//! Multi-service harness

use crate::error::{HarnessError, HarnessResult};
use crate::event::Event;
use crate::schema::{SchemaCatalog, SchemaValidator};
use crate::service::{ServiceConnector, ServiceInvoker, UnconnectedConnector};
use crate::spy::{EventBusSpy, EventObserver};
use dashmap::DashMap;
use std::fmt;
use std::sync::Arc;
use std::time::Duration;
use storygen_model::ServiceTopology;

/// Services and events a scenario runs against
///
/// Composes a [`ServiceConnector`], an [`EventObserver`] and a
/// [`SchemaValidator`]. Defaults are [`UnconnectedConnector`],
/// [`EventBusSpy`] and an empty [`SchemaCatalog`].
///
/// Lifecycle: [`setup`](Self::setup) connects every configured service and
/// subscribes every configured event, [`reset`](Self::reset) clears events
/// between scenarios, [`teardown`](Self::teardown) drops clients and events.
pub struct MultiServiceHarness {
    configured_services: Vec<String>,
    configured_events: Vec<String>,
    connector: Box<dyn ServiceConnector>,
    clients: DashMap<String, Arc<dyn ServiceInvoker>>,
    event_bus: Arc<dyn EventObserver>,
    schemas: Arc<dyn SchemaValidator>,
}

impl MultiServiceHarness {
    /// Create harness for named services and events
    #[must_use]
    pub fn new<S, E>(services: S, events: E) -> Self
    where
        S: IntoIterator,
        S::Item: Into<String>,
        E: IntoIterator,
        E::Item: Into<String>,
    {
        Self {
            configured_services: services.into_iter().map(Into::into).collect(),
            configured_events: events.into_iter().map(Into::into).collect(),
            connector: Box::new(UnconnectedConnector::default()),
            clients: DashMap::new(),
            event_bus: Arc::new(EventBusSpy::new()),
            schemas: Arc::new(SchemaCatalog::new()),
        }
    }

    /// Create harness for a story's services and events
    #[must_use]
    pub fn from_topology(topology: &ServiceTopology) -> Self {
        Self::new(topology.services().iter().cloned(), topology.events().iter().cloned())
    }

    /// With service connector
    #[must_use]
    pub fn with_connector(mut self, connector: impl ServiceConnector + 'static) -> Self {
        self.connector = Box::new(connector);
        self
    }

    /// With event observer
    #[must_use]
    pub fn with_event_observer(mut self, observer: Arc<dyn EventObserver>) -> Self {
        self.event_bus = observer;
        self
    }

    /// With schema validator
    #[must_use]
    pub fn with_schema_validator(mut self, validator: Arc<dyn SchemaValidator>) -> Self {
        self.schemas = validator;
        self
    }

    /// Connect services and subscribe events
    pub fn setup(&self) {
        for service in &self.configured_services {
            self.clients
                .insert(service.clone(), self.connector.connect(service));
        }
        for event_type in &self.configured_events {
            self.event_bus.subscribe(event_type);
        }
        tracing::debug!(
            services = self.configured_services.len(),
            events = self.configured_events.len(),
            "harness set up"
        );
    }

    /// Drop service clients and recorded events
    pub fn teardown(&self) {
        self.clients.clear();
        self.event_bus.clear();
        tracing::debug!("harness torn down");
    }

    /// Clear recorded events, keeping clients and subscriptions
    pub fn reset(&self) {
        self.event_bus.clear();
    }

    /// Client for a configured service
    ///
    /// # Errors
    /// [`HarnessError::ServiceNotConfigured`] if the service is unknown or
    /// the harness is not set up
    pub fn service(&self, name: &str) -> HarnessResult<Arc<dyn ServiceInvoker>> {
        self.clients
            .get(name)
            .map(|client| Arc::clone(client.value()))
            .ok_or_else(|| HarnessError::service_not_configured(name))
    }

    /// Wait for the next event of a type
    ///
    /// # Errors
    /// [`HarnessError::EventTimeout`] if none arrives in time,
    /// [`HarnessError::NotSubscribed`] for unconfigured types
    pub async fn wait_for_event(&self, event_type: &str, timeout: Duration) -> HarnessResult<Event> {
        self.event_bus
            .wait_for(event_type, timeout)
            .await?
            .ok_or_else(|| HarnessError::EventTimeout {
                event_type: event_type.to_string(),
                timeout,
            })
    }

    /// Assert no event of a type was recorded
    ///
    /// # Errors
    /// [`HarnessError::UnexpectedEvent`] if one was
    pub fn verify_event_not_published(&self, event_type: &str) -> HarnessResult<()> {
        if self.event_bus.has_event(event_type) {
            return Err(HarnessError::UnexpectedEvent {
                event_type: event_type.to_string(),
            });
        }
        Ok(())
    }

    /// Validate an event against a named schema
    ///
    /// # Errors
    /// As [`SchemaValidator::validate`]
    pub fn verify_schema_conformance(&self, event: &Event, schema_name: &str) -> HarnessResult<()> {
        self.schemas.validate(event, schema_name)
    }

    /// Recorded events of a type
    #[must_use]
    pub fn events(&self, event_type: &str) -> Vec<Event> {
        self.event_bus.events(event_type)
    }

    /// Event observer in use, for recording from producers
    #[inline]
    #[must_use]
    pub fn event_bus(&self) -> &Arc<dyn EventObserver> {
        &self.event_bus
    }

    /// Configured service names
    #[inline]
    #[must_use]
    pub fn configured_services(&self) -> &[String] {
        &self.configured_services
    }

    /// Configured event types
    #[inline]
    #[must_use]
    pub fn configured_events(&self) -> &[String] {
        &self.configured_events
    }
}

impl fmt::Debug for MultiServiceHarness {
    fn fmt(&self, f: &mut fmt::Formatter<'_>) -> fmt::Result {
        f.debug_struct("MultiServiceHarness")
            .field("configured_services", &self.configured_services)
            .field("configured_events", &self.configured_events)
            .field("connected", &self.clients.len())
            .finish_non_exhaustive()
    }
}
····················
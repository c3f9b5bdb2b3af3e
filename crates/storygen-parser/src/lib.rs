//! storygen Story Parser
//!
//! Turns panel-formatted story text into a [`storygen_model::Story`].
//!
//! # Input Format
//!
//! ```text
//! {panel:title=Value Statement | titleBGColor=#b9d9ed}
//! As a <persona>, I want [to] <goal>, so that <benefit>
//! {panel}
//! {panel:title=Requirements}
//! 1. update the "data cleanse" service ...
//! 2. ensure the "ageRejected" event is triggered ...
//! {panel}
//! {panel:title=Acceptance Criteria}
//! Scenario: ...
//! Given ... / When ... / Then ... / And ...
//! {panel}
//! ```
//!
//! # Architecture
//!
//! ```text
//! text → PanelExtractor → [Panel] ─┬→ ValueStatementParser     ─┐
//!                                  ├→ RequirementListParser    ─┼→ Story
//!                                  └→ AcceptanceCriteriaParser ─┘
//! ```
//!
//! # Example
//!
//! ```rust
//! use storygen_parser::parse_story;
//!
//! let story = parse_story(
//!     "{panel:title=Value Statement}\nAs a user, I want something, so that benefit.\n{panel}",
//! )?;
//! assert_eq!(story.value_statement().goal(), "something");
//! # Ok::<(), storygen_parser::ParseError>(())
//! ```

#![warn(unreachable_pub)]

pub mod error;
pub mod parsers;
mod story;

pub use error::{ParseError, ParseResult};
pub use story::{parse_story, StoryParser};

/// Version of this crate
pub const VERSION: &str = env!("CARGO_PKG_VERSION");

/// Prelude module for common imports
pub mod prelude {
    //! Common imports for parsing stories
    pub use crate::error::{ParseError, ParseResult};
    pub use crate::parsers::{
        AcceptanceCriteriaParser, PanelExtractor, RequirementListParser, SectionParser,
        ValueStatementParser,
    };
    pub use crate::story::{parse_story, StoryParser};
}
····················
After reading through the material, report every line that holds "EventTimeout".

> Response area
    /// [`HarnessError::EventTimeout`] if none arrives in time,
            .ok_or_else(|| HarnessError::EventTimeout {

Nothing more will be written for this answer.